**SUPPLIED ENTRIES**:
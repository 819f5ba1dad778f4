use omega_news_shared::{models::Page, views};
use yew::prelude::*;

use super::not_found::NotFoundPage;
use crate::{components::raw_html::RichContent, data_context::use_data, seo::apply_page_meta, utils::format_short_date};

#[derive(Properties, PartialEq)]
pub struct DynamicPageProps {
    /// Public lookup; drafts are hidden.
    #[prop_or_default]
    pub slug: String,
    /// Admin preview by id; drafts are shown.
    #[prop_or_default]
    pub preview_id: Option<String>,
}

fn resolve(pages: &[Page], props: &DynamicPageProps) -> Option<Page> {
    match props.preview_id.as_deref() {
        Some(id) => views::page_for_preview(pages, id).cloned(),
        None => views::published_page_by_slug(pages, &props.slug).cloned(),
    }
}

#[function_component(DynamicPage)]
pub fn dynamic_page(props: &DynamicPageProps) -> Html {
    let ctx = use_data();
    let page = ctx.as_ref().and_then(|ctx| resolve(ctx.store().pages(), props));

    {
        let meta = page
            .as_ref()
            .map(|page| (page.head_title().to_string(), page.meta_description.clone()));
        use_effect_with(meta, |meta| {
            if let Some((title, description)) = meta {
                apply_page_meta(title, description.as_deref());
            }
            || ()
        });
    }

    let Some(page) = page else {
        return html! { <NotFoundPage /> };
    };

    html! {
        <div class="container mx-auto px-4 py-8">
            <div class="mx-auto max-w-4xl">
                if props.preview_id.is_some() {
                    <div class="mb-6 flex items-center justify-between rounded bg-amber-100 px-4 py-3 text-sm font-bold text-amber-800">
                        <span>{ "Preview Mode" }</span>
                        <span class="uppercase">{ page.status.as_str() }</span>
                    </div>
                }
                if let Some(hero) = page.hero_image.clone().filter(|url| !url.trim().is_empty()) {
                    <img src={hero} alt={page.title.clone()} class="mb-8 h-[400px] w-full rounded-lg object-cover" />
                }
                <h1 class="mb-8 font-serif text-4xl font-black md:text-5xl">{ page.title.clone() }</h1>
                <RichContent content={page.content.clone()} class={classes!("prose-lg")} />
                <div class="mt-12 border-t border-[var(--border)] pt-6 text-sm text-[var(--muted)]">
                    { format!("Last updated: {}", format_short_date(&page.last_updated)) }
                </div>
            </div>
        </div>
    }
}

---

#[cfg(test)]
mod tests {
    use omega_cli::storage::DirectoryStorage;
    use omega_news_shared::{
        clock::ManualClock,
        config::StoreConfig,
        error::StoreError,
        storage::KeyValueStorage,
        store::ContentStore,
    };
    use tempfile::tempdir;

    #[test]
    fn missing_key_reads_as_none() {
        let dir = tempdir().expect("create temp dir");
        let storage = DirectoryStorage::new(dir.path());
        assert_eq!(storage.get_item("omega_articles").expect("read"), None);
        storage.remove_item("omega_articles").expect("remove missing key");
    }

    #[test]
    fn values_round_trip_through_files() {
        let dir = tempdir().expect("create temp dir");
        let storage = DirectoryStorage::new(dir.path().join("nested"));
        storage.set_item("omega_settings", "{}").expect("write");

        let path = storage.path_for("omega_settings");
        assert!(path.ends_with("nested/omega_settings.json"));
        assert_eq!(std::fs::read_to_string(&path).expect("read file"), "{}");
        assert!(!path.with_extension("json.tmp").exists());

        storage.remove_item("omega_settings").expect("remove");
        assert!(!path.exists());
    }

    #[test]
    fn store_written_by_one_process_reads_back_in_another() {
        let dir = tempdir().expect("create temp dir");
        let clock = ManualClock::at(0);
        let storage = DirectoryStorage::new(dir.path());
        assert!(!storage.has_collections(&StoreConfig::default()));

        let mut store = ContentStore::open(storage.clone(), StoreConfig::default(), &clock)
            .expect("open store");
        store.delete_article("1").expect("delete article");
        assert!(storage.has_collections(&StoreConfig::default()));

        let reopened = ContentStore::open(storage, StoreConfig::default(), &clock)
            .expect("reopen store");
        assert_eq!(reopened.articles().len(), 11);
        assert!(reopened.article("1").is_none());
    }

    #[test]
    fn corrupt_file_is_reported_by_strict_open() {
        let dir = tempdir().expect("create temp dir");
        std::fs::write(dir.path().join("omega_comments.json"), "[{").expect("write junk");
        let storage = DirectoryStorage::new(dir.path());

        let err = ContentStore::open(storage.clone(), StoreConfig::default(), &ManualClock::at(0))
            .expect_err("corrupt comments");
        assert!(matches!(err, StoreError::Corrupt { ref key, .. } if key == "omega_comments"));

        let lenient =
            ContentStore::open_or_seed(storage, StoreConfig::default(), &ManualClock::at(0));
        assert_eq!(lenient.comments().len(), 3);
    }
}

==

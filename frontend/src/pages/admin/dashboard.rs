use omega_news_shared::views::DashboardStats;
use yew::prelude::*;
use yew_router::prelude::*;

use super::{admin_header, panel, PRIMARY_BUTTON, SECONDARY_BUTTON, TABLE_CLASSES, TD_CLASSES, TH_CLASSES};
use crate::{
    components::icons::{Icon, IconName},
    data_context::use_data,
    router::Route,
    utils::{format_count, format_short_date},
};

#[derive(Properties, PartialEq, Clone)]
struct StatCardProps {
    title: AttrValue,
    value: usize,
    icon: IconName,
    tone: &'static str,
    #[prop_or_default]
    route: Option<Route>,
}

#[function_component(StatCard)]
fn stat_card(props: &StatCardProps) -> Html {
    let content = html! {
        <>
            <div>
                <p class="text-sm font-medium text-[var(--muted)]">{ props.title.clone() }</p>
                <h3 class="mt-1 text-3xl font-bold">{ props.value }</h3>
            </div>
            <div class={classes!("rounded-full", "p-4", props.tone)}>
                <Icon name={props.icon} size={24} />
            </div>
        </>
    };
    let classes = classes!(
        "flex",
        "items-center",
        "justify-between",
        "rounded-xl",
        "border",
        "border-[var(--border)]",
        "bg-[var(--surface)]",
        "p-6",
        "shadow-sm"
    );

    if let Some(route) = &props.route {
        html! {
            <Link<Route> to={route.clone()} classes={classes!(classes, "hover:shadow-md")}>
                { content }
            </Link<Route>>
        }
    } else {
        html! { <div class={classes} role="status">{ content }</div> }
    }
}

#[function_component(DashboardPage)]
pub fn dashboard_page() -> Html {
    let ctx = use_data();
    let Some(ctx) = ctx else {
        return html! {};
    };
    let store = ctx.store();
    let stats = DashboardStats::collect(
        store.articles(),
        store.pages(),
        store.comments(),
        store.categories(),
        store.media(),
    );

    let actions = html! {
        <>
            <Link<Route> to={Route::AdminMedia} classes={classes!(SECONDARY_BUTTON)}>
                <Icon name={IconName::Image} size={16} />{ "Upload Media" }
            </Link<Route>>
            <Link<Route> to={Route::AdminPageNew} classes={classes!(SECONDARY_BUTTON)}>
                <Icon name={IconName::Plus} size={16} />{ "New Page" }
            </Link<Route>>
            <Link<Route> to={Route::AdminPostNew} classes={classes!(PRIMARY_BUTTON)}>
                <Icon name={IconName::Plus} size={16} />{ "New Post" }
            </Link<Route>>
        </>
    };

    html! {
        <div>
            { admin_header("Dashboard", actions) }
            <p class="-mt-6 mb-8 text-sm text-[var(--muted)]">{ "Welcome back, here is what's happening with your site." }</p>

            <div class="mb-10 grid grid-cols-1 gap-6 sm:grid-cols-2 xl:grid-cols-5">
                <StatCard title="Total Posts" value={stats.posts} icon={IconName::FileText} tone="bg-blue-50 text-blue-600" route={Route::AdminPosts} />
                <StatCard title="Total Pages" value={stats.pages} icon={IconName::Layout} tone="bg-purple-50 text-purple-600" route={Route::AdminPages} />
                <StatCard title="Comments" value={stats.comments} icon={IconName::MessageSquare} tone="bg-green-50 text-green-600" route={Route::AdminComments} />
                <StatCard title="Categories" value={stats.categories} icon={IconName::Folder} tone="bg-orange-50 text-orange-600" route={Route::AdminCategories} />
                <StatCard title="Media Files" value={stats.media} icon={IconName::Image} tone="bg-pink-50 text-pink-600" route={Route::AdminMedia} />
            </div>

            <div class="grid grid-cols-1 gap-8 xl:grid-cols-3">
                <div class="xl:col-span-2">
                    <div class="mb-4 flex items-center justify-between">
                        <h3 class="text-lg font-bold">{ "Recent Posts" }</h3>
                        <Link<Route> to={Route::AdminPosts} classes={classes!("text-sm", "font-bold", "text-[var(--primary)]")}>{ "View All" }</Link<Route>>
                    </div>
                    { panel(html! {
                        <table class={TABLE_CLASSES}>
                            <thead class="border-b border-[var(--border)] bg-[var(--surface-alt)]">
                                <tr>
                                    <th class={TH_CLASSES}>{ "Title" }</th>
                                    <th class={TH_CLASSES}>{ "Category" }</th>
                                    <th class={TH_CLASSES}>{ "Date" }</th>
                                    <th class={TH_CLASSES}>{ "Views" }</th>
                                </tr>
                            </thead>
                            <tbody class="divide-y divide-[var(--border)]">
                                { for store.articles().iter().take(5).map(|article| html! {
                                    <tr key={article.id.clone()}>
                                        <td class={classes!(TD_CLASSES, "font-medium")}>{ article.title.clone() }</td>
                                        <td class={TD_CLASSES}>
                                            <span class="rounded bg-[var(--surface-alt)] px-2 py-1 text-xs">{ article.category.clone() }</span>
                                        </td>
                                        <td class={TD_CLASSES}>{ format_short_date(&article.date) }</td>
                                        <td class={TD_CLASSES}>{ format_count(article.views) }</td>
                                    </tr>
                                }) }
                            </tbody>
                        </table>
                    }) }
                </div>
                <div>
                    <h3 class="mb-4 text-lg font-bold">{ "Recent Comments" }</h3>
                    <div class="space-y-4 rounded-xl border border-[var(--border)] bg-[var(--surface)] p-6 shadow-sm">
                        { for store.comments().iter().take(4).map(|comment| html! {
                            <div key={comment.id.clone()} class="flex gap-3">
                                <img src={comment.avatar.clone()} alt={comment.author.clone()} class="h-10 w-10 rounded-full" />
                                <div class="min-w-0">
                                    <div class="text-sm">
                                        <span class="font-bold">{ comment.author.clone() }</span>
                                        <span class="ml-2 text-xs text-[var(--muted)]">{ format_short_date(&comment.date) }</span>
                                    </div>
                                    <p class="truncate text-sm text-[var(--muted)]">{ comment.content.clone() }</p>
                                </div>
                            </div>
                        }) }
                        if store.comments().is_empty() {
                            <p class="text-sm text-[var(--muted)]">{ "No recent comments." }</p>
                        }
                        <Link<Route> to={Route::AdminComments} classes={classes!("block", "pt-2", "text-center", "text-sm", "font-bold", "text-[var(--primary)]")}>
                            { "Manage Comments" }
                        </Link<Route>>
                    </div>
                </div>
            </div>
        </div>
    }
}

**THE TASK**: Search the entries for "muted" and copy each matching line.

**SOLUTION**:
                <div class="mt-12 border-t border-[var(--border)] pt-6 text-sm text-[var(--muted)]">
                <p class="text-sm font-medium text-[var(--muted)]">{ props.title.clone() }</p>
            <p class="-mt-6 mb-8 text-sm text-[var(--muted)]">{ "Welcome back, here is what's happening with your site." }</p>
                                        <span class="ml-2 text-xs text-[var(--muted)]">{ format_short_date(&comment.date) }</span>
                                    <p class="truncate text-sm text-[var(--muted)]">{ comment.content.clone() }</p>
                            <p class="text-sm text-[var(--muted)]">{ "No recent comments." }</p>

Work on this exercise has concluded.